Many researchers refer to the Search Engine Algorithms to obtain a solution to the importance differentiation of citations. Bollen, Rodriguez, and Van de Sompel (2006) undertook a journal ranking study for journal citation data from ISI using the PageRank algorithm. Using PageRank, the SCImago Research Group defined the SCImago Journal Rank (SJR) based on the SCOPUS Database (http://www.scimagojr.com). The Journal Citation Report promulgated by ISI in 2008 used a new journal evaluation index, Eigenfactor, the calculation of which is based on the PageRank algorithm, but eliminates self-citations in journals (http://www.eigenfactor.org). Having proposed a new journal ranking algorithm based on PageRank and the HITS algorithm, Su et al., 2009a, Su et al., 2009b, Su et al., 2009c made use thereof to do an empirical study of Chinese science and technology journals. Several studies (Chen et al., 2007, Li and Zhai, 2007, Luo et al., 2007, Ma et al., 2008, Walker et al., 2007) applied PageRank algorithm to the publication citation network for measuring the importance of scientific papers. The common factor in all these studies is the comprehensive consideration of the quantity and quality of citations to calculate the scores of journals or papers. They differentiate the importance of the citations, which is undoubtedly more reasonable than only considering the citation counts. Nevertheless, there are at least two new questions worth considering. First, with regard to journal evaluation, is the algorithm based on a journal level citation graph able to cover the differences in citations of the paper level graph? If this is possible, we should conduct journal evaluation using a network of paper citations. Because the quality of a journal is decided by the quality of all the papers contained therein, if the evaluation of the papers can be addressed, the problem of journal evaluation will be solved. Second, in contrast to a web page link graph, there is a wide range of types of citations in papers in a publication citation graph, including traditional journal articles, as well as conference papers, books, standards, patents and network information. There is no single database that contains all these types of documents and the issue of missing documents therefore has an effect on the metric. None of the above studies on designing networks of paper citations considered how to deal with missing parts of the literature.

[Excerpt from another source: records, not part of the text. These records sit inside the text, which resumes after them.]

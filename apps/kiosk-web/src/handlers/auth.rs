use std::collections::HashMap;

use axum::extract::{Query, State};
use axum::response::{IntoResponse, Redirect, Response};
use axum_extra::extract::cookie::CookieJar;
use tracing::{info, warn};

use crate::services::telegram_auth::verify_widget_hash;
use crate::session::Session;
use crate::state::AppState;

/// Telegram Login Widget callback. The widget redirects here with the
/// signed field set as query parameters.
pub async fn tg_login(
    State(state): State<AppState>,
    Query(params): Query<HashMap<String, String>>,
    jar: CookieJar,
) -> Response {
    let mut session = Session::load(&state, &jar).await;

    if !verify_widget_hash(&params, &state.config.telegram_login_token) {
        session.flash("error", "Telegram login could not be verified");
        let jar = session.persist(&state, jar).await;
        return (jar, Redirect::to("/")).into_response();
    }

    let Some(tg_id) = params.get("id").and_then(|v| v.parse::<i64>().ok()) else {
        session.flash("error", "Telegram login could not be verified");
        let jar = session.persist(&state, jar).await;
        return (jar, Redirect::to("/")).into_response();
    };

    session.data.user_id = Some(tg_id);
    session.data.first_name = params.get("first_name").cloned();
    session.data.username = params.get("username").cloned();

    // Best-effort registration; a failure must not block the login.
    if let Err(e) = state
        .users
        .ensure(tg_id, state.config.is_admin(tg_id))
        .await
    {
        warn!("user row upsert failed for {}: {:#}", tg_id, e);
    }

    info!("telegram login for {}", tg_id);
    session.flash("success", "Logged in with Telegram");
    let jar = session.persist(&state, jar).await;
    (jar, Redirect::to("/")).into_response()
}

pub async fn logout(State(state): State<AppState>, jar: CookieJar) -> Response {
    let mut session = Session::load(&state, &jar).await;
    session.clear();
    session.flash("info", "Logged out");
    let jar = session.persist(&state, jar).await;
    (jar, Redirect::to("/")).into_response()
}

To solve the two issues highlighted above, we propose PrestigeRank, a new algorithm for a publication citation graph based on PageRank. We also aim to find a solution suitable for cases where there are missing papers in the database citing network.

Section snippets

Data

The Chinese Scientific and Technical Papers and Citations Database (CSTPCD) is a scientific publications system developed by the Institute of Scientific and Technical Information of China. CSTPCD is based on representative domestic scientific and technical journals. It contains more than 1700 Chinese scientific and technological journals published in English and Chinese (2008) with the source journals covering mathematics, information and systems science, physics, mechanics, chemistry,

The results of citation counts, PageRank and PrestigeRank rank

As can be seen from Table 5, there is a positive correlation in the PrestigeRank, PageRank and citation counts. The Spearman correlation coefficient between the PrestigeRank and citation count is greater than between PageRank and citation counts, which suggests a correlated relationship between PrestigeRank and citation counts is higher than between PageRank and citation counts.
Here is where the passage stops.